Joseph Ndolo Mutisya v Republic [2018] KEHC 3391 (KLR) | Plea Taking Procedure | Esheria

Joseph Ndolo Mutisya v Republic [2018] KEHC 3391 (KLR)

Full Case Text

REPUBLIC OF KENYA

IN THE HIGH COURT OF KENYA

AT NAIROBI

CRIMINAL DIVISION

CRIMINAL APPEAL NUMBER 691 OF 2010

BETWEEN

JOSEPH NDOLO MUTISYA.............................APPELLANT

AND

REPUBLIC.......................................................RESPONDENT

(An appeal from the conviction and sentence in the Chief Magistrate’s Court

at Kibera Cr. Case No. 1558 of 2009 deliveredby Hon. Onyango,

SRM  on 30th November, 2010).

JUDGMENT

Background.

1. The Appellant herein was charged with the offence of robbery with violence contrary to Section 296(2) of the Penal Code.
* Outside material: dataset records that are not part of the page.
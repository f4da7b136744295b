//! End-to-end flows through the storefront router.
//!
//! Each test drives a fresh in-process instance through `TestContext`. The
//! only sockets opened are local geolocation stand-ins.

use axum::http::{StatusCode, header};

use mauro_core::{Email, ServiceType};
use mauro_integration_tests::{TestContext, spawn_geolocation_service, test_config};

// =============================================================================
// Public Pages
// =============================================================================

#[tokio::test]
async fn test_health() {
    let mut ctx = TestContext::new();
    let resp = ctx.get("/health").await;
    assert_eq!(resp.status, StatusCode::OK);
    assert_eq!(resp.body, "ok");
}

#[tokio::test]
async fn test_home_shows_products_and_unavailable_location() {
    let mut ctx = TestContext::new();
    let resp = ctx.get("/").await;

    assert_eq!(resp.status, StatusCode::OK);
    assert!(resp.body.contains("iPhone 15 Pro"));
    assert!(resp.body.contains("R$ 7.500"));
    assert!(resp.body.contains("Samsung Galaxy S24"));
    assert!(resp.body.contains("Carregador Turbo 25W"));
    assert!(resp.body.contains("Localização Indisponível"));
    // Anonymous navbar
    assert!(resp.body.contains("href=\"/login\""));
    assert!(resp.body.contains("href=\"/signup\""));
    assert!(!resp.body.contains("href=\"/logout\""));
}

#[tokio::test]
async fn test_home_shows_resolved_location() {
    let mut config = test_config();
    config.geolocation.base_url = spawn_geolocation_service()
        .await
        .parse()
        .expect("valid stand-in URL");
    let mut ctx = TestContext::with_config(config);

    let resp = ctx.get("/").await;
    assert_eq!(resp.status, StatusCode::OK);
    assert!(resp.body.contains("Luanda, Angola"));
    assert!(!resp.body.contains("Localização Indisponível"));
}

#[tokio::test]
async fn test_signup_and_login_pages_use_fixed_banners() {
    let mut ctx = TestContext::new();

    let signup = ctx.get("/signup").await;
    assert_eq!(signup.status, StatusCode::OK);
    assert!(signup.body.contains("Mauro Business Store"));

    let login = ctx.get("/login").await;
    assert_eq!(login.status, StatusCode::OK);
    assert!(login.body.contains("Área de Acesso"));
}

// =============================================================================
// Signup & Login
// =============================================================================

#[tokio::test]
async fn test_signup_flashes_success_on_login_page() {
    let mut ctx = TestContext::new();

    let resp = ctx
        .post_form("/signup", "email=ana%40example.com&password=1234")
        .await;
    assert!(resp.redirects_to("/login"));

    let login = ctx.get("/login").await;
    assert!(login.body.contains("Cadastro realizado! Faça login."));

    // One-shot: gone on the next render
    let again = ctx.get("/login").await;
    assert!(!again.body.contains("Cadastro realizado!"));
}

#[tokio::test]
async fn test_duplicate_signup_is_rejected() {
    let mut ctx = TestContext::new();
    let body = "email=ana%40example.com&password=1234";

    assert!(ctx.post_form("/signup", body).await.redirects_to("/login"));

    let dup = ctx
        .post_form("/signup", "email=ana%40example.com&password=other")
        .await;
    assert_eq!(dup.status, StatusCode::OK);
    assert!(dup.body.contains("E-mail já cadastrado!"));
    assert_eq!(ctx.state.users().len().await, 1);

    // The first password still works
    assert!(ctx.post_form("/login", body).await.redirects_to("/"));
}

#[tokio::test]
async fn test_signup_with_empty_fields_is_rejected() {
    let mut ctx = TestContext::new();

    let no_password = ctx
        .post_form("/signup", "email=ana%40example.com&password=")
        .await;
    assert_eq!(no_password.status, StatusCode::OK);
    assert!(!no_password.body.contains("Cadastro realizado!"));

    let no_email = ctx.post_form("/signup", "password=1234").await;
    assert_eq!(no_email.status, StatusCode::OK);

    assert!(ctx.state.users().is_empty().await);
}

#[tokio::test]
async fn test_login_with_bad_credentials() {
    let mut ctx = TestContext::new();
    ctx.post_form("/signup", "email=ana%40example.com&password=1234")
        .await;

    let wrong_password = ctx
        .post_form("/login", "email=ana%40example.com&password=4321")
        .await;
    assert_eq!(wrong_password.status, StatusCode::OK);
    assert!(wrong_password.body.contains("Credenciais inválidas!"));

    let unknown = ctx
        .post_form("/login", "email=bob%40example.com&password=1234")
        .await;
    assert!(unknown.body.contains("Credenciais inválidas!"));

    // Still anonymous
    assert!(ctx.get("/agendar").await.redirects_to("/login"));
}

#[tokio::test]
async fn test_login_shows_greeting() {
    let mut ctx = TestContext::new();
    ctx.sign_up_and_log_in("ana%40example.com", "1234").await;

    let home = ctx.get("/").await;
    assert!(home.body.contains("Olá, ana@example.com"));
    assert!(home.body.contains("href=\"/agendar\""));
    assert!(home.body.contains("href=\"/logout\""));
}

#[tokio::test]
async fn test_login_rotates_session_cookie() {
    let mut ctx = TestContext::new();
    let body = "email=ana%40example.com&password=1234";

    assert!(ctx.post_form("/signup", body).await.redirects_to("/login"));
    let before = ctx.session_cookie().map(String::from);
    assert!(before.is_some());

    assert!(ctx.post_form("/login", body).await.redirects_to("/"));
    let after = ctx.session_cookie().map(String::from);
    assert!(after.is_some());
    assert_ne!(before, after);
}

#[tokio::test]
async fn test_session_cookie_lasts_for_browser_session() {
    let mut ctx = TestContext::new();
    ctx.post_form("/signup", "email=ana%40example.com&password=1234")
        .await;

    let login = ctx
        .post_form("/login", "email=ana%40example.com&password=1234")
        .await;
    let cookie = login
        .headers
        .get(header::SET_COOKIE)
        .and_then(|v| v.to_str().ok())
        .expect("session cookie on login");
    assert!(cookie.starts_with("mauro_session="));
    assert!(cookie.contains("HttpOnly"));
    assert!(!cookie.contains("Max-Age"));
    assert!(!cookie.contains("Expires"));
}

#[tokio::test]
async fn test_unreadable_form_bodies_are_treated_as_empty() {
    let mut ctx = TestContext::new();

    let signup = ctx
        .post_raw("/signup", None, "email=ana%40example.com&password=1234")
        .await;
    assert_eq!(signup.status, StatusCode::OK);
    assert!(signup.body.contains("Informe um e-mail válido."));
    assert!(ctx.state.users().is_empty().await);

    let login = ctx
        .post_raw("/login", Some("application/json"), r#"{"email":"x"}"#)
        .await;
    assert_eq!(login.status, StatusCode::OK);
    assert!(login.body.contains("Credenciais inválidas!"));

    ctx.sign_up_and_log_in("ana%40example.com", "1234").await;
    let booking = ctx
        .post_raw("/agendar", Some("text/plain"), "Troca de Tela")
        .await;
    assert_eq!(booking.status, StatusCode::OK);
    assert!(booking.body.contains("Selecione um serviço válido."));
    assert!(ctx.state.appointments().is_empty().await);
}

// =============================================================================
// Protected Routes
// =============================================================================

#[tokio::test]
async fn test_protected_routes_redirect_anonymous_visitors() {
    let mut ctx = TestContext::new();

    assert!(ctx.get("/agendar").await.redirects_to("/login"));
    assert!(ctx.get("/logout").await.redirects_to("/login"));

    let post = ctx
        .post_form("/agendar", "servico=Troca+de+Tela&data=2025-12-01")
        .await;
    assert!(post.redirects_to("/login"));
    assert!(ctx.state.appointments().is_empty().await);
}

#[tokio::test]
async fn test_logout_ends_session() {
    let mut ctx = TestContext::new();
    ctx.sign_up_and_log_in("ana%40example.com", "1234").await;

    assert_eq!(ctx.get("/agendar").await.status, StatusCode::OK);
    assert!(ctx.get("/logout").await.redirects_to("/"));
    assert!(ctx.get("/agendar").await.redirects_to("/login"));
}

#[tokio::test]
async fn test_sessions_are_per_browser() {
    let mut ctx = TestContext::new();
    ctx.sign_up_and_log_in("ana%40example.com", "1234").await;

    ctx.forget_session();
    assert!(ctx.get("/agendar").await.redirects_to("/login"));
}

// =============================================================================
// Booking
// =============================================================================

#[tokio::test]
async fn test_full_booking_flow() {
    let mut ctx = TestContext::new();
    ctx.sign_up_and_log_in("ana%40example.com", "1234").await;

    let form = ctx.get("/agendar").await;
    assert_eq!(form.status, StatusCode::OK);
    assert!(form.body.contains("Setor de Agendamentos"));
    for service in ServiceType::ALL {
        assert!(form.body.contains(service.label()));
    }

    let booked = ctx
        .post_form("/agendar", "servico=Troca+de+Bateria&data=2025-12-01")
        .await;
    assert!(booked.redirects_to("/"));

    let home = ctx.get("/").await;
    assert!(
        home.body
            .contains("Agendamento de Troca de Bateria confirmado para 2025-12-01!")
    );

    let appointments = ctx.state.appointments().list().await;
    assert_eq!(appointments.len(), 1);
    let appointment = appointments.first().expect("one appointment");
    assert_eq!(
        appointment.owner,
        Email::parse("ana@example.com").expect("valid email")
    );
    assert_eq!(appointment.service, ServiceType::BatteryReplacement);

    // Listed on the booking page
    let listed = ctx.get("/agendar").await;
    assert!(listed.body.contains("Meus agendamentos"));
    assert!(listed.body.contains("2025-12-01"));
    assert!(listed.body.contains("agendado em"));
}

#[tokio::test]
async fn test_booking_rejects_invalid_input() {
    let mut ctx = TestContext::new();
    ctx.sign_up_and_log_in("ana%40example.com", "1234").await;

    let bad_service = ctx
        .post_form("/agendar", "servico=Lavagem&data=2025-12-01")
        .await;
    assert_eq!(bad_service.status, StatusCode::OK);
    assert!(bad_service.body.contains("Selecione um serviço válido."));

    let bad_date = ctx
        .post_form("/agendar", "servico=Troca+de+Tela&data=amanha")
        .await;
    assert_eq!(bad_date.status, StatusCode::OK);
    assert!(bad_date.body.contains("Informe uma data válida."));

    assert!(ctx.state.appointments().is_empty().await);
}

#[tokio::test]
async fn test_duplicate_bookings_are_kept() {
    let mut ctx = TestContext::new();
    ctx.sign_up_and_log_in("ana%40example.com", "1234").await;

    for _ in 0..2 {
        let resp = ctx
            .post_form("/agendar", "servico=Troca+de+Tela&data=2025-12-01")
            .await;
        assert!(resp.redirects_to("/"));
    }

    assert_eq!(ctx.state.appointments().len().await, 2);
}

// =============================================================================
// Response Headers
// =============================================================================

#[tokio::test]
async fn test_pages_carry_request_id_and_csp() {
    let mut ctx = TestContext::new();
    let resp = ctx.get("/login").await;
    assert_eq!(resp.status, StatusCode::OK);

    assert!(resp.headers.contains_key("x-request-id"));
    assert_eq!(
        resp.headers
            .get("x-frame-options")
            .and_then(|v| v.to_str().ok()),
        Some("DENY")
    );

    let csp = resp
        .headers
        .get("content-security-policy")
        .and_then(|v| v.to_str().ok())
        .expect("CSP header");
    let nonce = csp
        .split("'nonce-")
        .nth(1)
        .and_then(|rest| rest.split('\'').next())
        .expect("nonce in CSP");
    assert!(resp.body.contains(&format!("nonce=\"{nonce}\"")));
}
The particulars of the offence were that on 4th April, 2009 at KEPHIS in Karen within Nairobi Area Province, being armed with an offensive weapon namely a panga and a knife robbed Mary Musimbi Kerenda her mobile phone make Samsung, a handbag and cash Kshs. 100/- all valued at Kshs. 4,500/- and at or immediately before or immediately after the time of such robbery threatened to use actual violence to the said Mary Musimbi Kerenda.The Appellant was found guilty and sentenced to death. He was dissatisfied with both the conviction and sentence against which he preferred the instant appeal.

2.  His grounds of appeal were set out in a Memorandum of Appeal, amended by an application filed on 29th November, 2017. They are; that he was not properly or adequately identified, that the prosecution evidence was riddled with contradictions, that the court erred in relying on the evidence of an exhibit, a knife, that was not produced in court, that Articles 50(1)(e), (g), (h), (4), (5)(b) and 47 of the Constitution were violated and that the conviction was against the weight of the evidence adduced.

Determination.

3.  The Court is thankful for the helpful submissions, both written and oral, made by learned counsel, Mrs. Mwangangi for the Appellant and Ms. Nyauncho for the Respondent. However, this is a matter that I shall not decide based on the submissions. Upon perusal of the record of appeal the court noted an apparent error that called into question the manner the Appellant’s plea was taken, or altogether whether any plea was taken. The Appellant was first arraigned in court on 8th April, 2009 when the proceedings were recorded as follows:

“The substance of the charge(s) and every element thereof has been stated by the court to the accused person, in the language that he/she understands, who being asked whether he/she admits or denies the truth of the charge(s) replies in Eng/Kiswahili;

Accused: It is true but she recovered her things.

Court Prosecutor: Accused to be taken for treatment

Court: Accused to be escorted to KNH for treatment.

Mention 9/4/09 for plea. Remanded at Karen Police Station.”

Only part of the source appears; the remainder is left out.